Monday, November 23, 2015

Blocking body's Endocannabinoids effective Liver Cancer

A new study reveals that the liver's Cannabinoid receptors could be targeted to fight liver cancer in some patients; and it offers a way to predict what treatments have the best chance of working.
The study reveals the metabolic processes by which the most common form of cancer, Hepatocellular carcinoma (HCC), is able to grow in oxygen-deprived, or hypoxic, conditions. In doing so, the researchers show how metabolic processes can be modeled to predict which patients will respond to drugs that block CB1 receptors, says Adil Mardinoglu, a systems biologist at Stockholm's KTH Royal Institute of Technology.
"This opens up the possibility for a precision-medicine approach to predict if a patient will respond to a specific drug therapy," Mardinoglu says.

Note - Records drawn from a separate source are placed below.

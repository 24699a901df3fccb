//! Tavily Search Client

use async_trait::async_trait;
use reqwest::Client;
use serde::{Deserialize, Serialize};

use super::{fetch_json, join_url, SearchService};
use crate::config::ApiKey;
use crate::error::Result;
use crate::model::{SearchOptions, SearchResult};

#[derive(Debug, Serialize)]
pub(crate) struct SearchRequest<'a> {
    query: &'a str,
    #[serde(flatten)]
    options: &'a SearchOptions,
}

#[derive(Debug, Deserialize)]
pub(crate) struct SearchResponse {
    results: Vec<SearchResult>,
}

/// Search service backed by the Tavily search endpoint
pub struct TavilySearch {
    client: Client,
    api_key: ApiKey,
    base_url: String,
}

impl TavilySearch {
    pub fn new(client: Client, api_key: ApiKey, base_url: impl Into<String>) -> Self {
        Self {
            client,
            api_key,
            base_url: base_url.into(),
        }
    }
}

#[async_trait]
impl SearchService for TavilySearch {
    async fn search(&self, query: &str, options: &SearchOptions) -> Result<Vec<SearchResult>> {
        let request = self
            .client
            .post(join_url(&self.base_url, "search"))
            .bearer_auth(self.api_key.expose())
            .json(&SearchRequest { query, options });

        let response: SearchResponse = fetch_json(request).await?;
        tracing::debug!(%query, results = response.results.len(), "Search finished");
        Ok(response.results)
    }

    fn name(&self) -> &str {
        "tavily"
    }
}

#[cfg(test)]
mod tests {
    use super::*;
    use crate::model::{SearchDepth, SearchTopic};

    #[test]
    fn test_request_omits_unset_options() {
        let options = SearchOptions::default();
        let request = SearchRequest { query: "proverbs", options: &options };
        let body = serde_json::to_value(request).unwrap();
        assert_eq!(body, serde_json::json!({"query": "proverbs"}));
    }

    #[test]
    fn test_request_includes_supplied_options() {
        let options = SearchOptions {
            search_depth: Some(SearchDepth::Advanced),
            topic: Some(SearchTopic::News),
            time_range: None,
        };
        let body = serde_json::to_value(SearchRequest { query: "q", options: &options }).unwrap();
        assert_eq!(
            body,
            serde_json::json!({"query": "q", "search_depth": "advanced", "topic": "news"})
        );
    }

    #[test]
    fn test_response_ignores_extra_fields() {
        let response: SearchResponse = serde_json::from_value(serde_json::json!({
            "query": "q",
            "response_time": 0.4,
            "results": [
                {
                    "title": "A",
                    "url": "https://a",
                    "content": "a",
                    "score": 0.9,
                    "raw_content": null
                }
            ]
        }))
        .unwrap();
        assert_eq!(response.results.len(), 1);
        assert!((response.results[0].score - 0.9).abs() < f64::EPSILON);
    }

    #[test]
    fn test_result_missing_field_is_rejected() {
        let response = serde_json::from_value::<SearchResponse>(serde_json::json!({
            "results": [{"title": "A", "url": "https://a", "score": 0.9}]
        }));
        assert!(response.is_err());
    }
}
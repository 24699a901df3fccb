//! Session State
//!
//! One `ProverbState` is built per request and owned by that request's
//! agent run. The provider set is picked once from configuration and shared
//! read-only between runs.

use std::sync::Arc;

use agent_core::{AgentEvent, Result};
use reqwest::Client;

use crate::config::ProviderConfig;
use crate::model::ProverbSnapshot;
use crate::provider::{
    DemoGeocoder, DemoSearch, DemoWeather, Geocoder, MapboxGeocoder, SearchService, TavilySearch,
    TomorrowWeather, WeatherService,
};

/// Live or fallback implementation for each provider-backed capability
#[derive(Clone)]
pub struct Providers {
    pub geocoder: Arc<dyn Geocoder>,
    pub weather: Arc<dyn WeatherService>,
    pub search: Arc<dyn SearchService>,
}

impl Providers {
    /// Live clients where a key is configured, fallbacks elsewhere
    pub fn from_config(config: &ProviderConfig, client: &Client) -> Self {
        let geocoder: Arc<dyn Geocoder> = match &config.geo_api_key {
            Some(key) => {
                Arc::new(MapboxGeocoder::new(client.clone(), key.clone(), &config.geo_base_url))
            }
            None => Arc::new(DemoGeocoder),
        };
        let weather: Arc<dyn WeatherService> = match &config.weather_api_key {
            Some(key) => Arc::new(TomorrowWeather::new(
                client.clone(),
                key.clone(),
                &config.weather_base_url,
            )),
            None => Arc::new(DemoWeather),
        };
        let search: Arc<dyn SearchService> = match &config.search_api_key {
            Some(key) => {
                Arc::new(TavilySearch::new(client.clone(), key.clone(), &config.search_base_url))
            }
            None => Arc::new(DemoSearch),
        };

        tracing::info!(
            geocoder = geocoder.name(),
            weather = weather.name(),
            search = search.name(),
            "Providers configured"
        );

        Self { geocoder, weather, search }
    }

    /// Fallbacks only
    pub fn demo() -> Self {
        Self {
            geocoder: Arc::new(DemoGeocoder),
            weather: Arc::new(DemoWeather),
            search: Arc::new(DemoSearch),
        }
    }
}

impl std::fmt::Debug for Providers {
    fn fmt(&self, f: &mut std::fmt::Formatter<'_>) -> std::fmt::Result {
        f.debug_struct("Providers")
            .field("geocoder", &self.geocoder.name())
            .field("weather", &self.weather.name())
            .field("search", &self.search.name())
            .finish()
    }
}

/// Per-request state handed to every tool call of one run
#[derive(Clone, Debug)]
pub struct ProverbState {
    proverbs: Vec<String>,
    providers: Providers,
}

impl ProverbState {
    pub fn new(providers: Providers) -> Self {
        Self {
            proverbs: Vec::new(),
            providers,
        }
    }

    /// Start from a list the client already holds
    pub fn with_proverbs(mut self, proverbs: Vec<String>) -> Self {
        self.proverbs = proverbs;
        self
    }

    pub fn proverbs(&self) -> &[String] {
        &self.proverbs
    }

    pub fn providers(&self) -> &Providers {
        &self.providers
    }

    pub fn snapshot(&self) -> ProverbSnapshot {
        ProverbSnapshot {
            proverbs: self.proverbs.clone(),
        }
    }

    pub fn snapshot_event(&self) -> Result<AgentEvent> {
        AgentEvent::state_snapshot(&self.snapshot())
    }

    // Only add_proverbs and set_proverbs write the list.

    pub(crate) fn extend_proverbs(&mut self, proverbs: Vec<String>) {
        self.proverbs.extend(proverbs);
    }

    pub(crate) fn replace_proverbs(&mut self, proverbs: Vec<String>) {
        self.proverbs = proverbs;
    }
}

"Our study explains why some cancer drugs are not effective in all patients, and what should be done before the treatment of a cancer," Mardinoglu says. "Even though it is the same cance, in this case, liver cancer, it is vital to characterize the tumor before its treatment. Only 30 percent of patients respond to most clinically-used cancer drug available for the treatment of HCC due in part to a lack of patient stratification." The research team found that these oxygen-deprived HCC cells thrive instead on carbon produced by mitochondria, a double-membrane sub-unit of most cells, which is where cellular respiration and energy production takes place. The mitochondria break down short chain fatty acid (acetate) molecules to generate acetyl-CoA, which then provides the carbon source for HCC cells to produce lipids. The protein, mitochondrial acetyl-CoA synthetase (ACSS1), was found to be a key enzyme in this process of tumor growth.